Now I’ll admit that I actually enjoy putting on/experimenting with accents. I might even take the piss with an English or American or Irish friend by attempting (and rarely, succeeding) to talk to them in their own accent. But of course I’ll do this for a laugh with good friends. And if they mimicked my accent (which they don’t – they of course do the stereotypical Peter Sellers) I’m okay with that. We’re all just having a bit of fun.

But that’s not how I felt about the encounter that sparked this little meandering thought. For two reasons. First, the person putting on the accent wasn’t actually Indian. He was quite obviously English, possibly of Arab descent. Now this isn’t particularly something that I would be so peeved about, but the second reason was. He was speaking in broken, grammatically incorrect English, saying things like “You want drink? What you want? Coke (pronouncing it Cock). Water (pronounced Vaa-ter)”. Now this I didn’t appreciate.
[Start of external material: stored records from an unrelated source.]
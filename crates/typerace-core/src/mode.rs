//! Race configuration: game modes, languages, and room settings.

use std::fmt;

use serde::{Deserialize, Serialize};

// ---------------------------------------------------------------------------
// GameMode
// ---------------------------------------------------------------------------

/// How a race ends.
///
/// - **Time**: a shared countdown; when it hits zero everyone still typing
///   is force-finished. The text grows on demand so nobody runs out.
/// - **Words**: the text is the finish line — first to type it all wins on
///   the score formula. The text never grows.
/// - **SuddenDeath**: one wrong character and you are out, on the spot.
///   Ranked by completed words; the text grows on demand.
#[derive(Debug, Clone, Copy, PartialEq, Eq, Serialize, Deserialize)]
#[serde(rename_all = "kebab-case")]
pub enum GameMode {
    Time,
    Words,
    SuddenDeath,
}

impl GameMode {
    /// Whether the race text is extended when a player nears its end.
    /// Words mode never extends — its text length is the finish line.
    pub fn extends_text(&self) -> bool {
        matches!(self, Self::Time | Self::SuddenDeath)
    }
}

impl fmt::Display for GameMode {
    fn fmt(&self, f: &mut fmt::Formatter<'_>) -> fmt::Result {
        match self {
            Self::Time => write!(f, "time"),
            Self::Words => write!(f, "words"),
            Self::SuddenDeath => write!(f, "sudden-death"),
        }
    }
}

// ---------------------------------------------------------------------------
// Language
// ---------------------------------------------------------------------------

/// Which word bank the race text draws from. Opaque to the state machine;
/// only the text generator cares.
#[derive(Debug, Clone, Copy, Default, PartialEq, Eq, Serialize, Deserialize)]
pub enum Language {
    #[default]
    #[serde(rename = "en")]
    English,
    #[serde(rename = "id")]
    Indonesian,
}

// ---------------------------------------------------------------------------
// RoomConfig
// ---------------------------------------------------------------------------

/// Settings chosen when a room is created. Flattened into the persisted
/// room record, so field names match the stored schema.
#[derive(Debug, Clone, PartialEq, Serialize, Deserialize)]
#[serde(rename_all = "camelCase")]
pub struct RoomConfig {
    pub mode: GameMode,

    /// Countdown length in seconds. Only meaningful in time mode.
    pub time_limit: u32,

    /// Number of words in the race text. Only meaningful in words mode.
    pub word_limit: u32,

    pub language: Language,

    /// Capacity bound, enforced at join time.
    pub max_players: usize,
}

impl RoomConfig {
    /// Words in the initial race text for modes whose text grows on
    /// demand. Sized so extension is infrequent relative to typing speed.
    pub const STREAM_WORDS: u32 = 80;

    /// How many words the initial race text should contain.
    pub fn initial_word_count(&self) -> u32 {
        match self.mode {
            GameMode::Words => self.word_limit,
            GameMode::Time | GameMode::SuddenDeath => Self::STREAM_WORDS,
        }
    }
}

impl Default for RoomConfig {
    fn default() -> Self {
        Self {
            mode: GameMode::Time,
            time_limit: 30,
            word_limit: 25,
            language: Language::default(),
            max_players: 5,
        }
    }
}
He was obviously making fun of someone who worked at a food outlet and was taking shots at his unfamiliarity with the language. Maybe that person wasn’t born here. Maybe he’s trying his hardest to acclimate and learn. It’s one thing to have fun and just use the accent, but he was making fun of a real person, to the hilarity of his four White friends. Why does it matter that they’re White? I don’t know. But I’m agitated and it just sort of does. I apologize if this offends you.

I’ve already admitted that I indulge in stereotypes myself sometimes. Ask my friends and they will tell you that I’m rather blunt and open and not a particular fan or abider of Political Correctness. “Plainspoken” I believe is the polite way of putting it. But I’m always mindful that my humor is not at the expense of someone else. Well, unless that someone else is a friend who has made the mistake of becoming close to me, then its fair game ; p

So does this make me a hypocrite? Quite possibly. Will this experience make me change my ways? Quite unlikely. I say, have a sense of humor about yourself. I try my best to. But don’t let a joke hide something more sinister. Humor is supposed to be a vehicle of fun and love and good feeling and sunshine and rainbows. Don’t be a tool and be nasty.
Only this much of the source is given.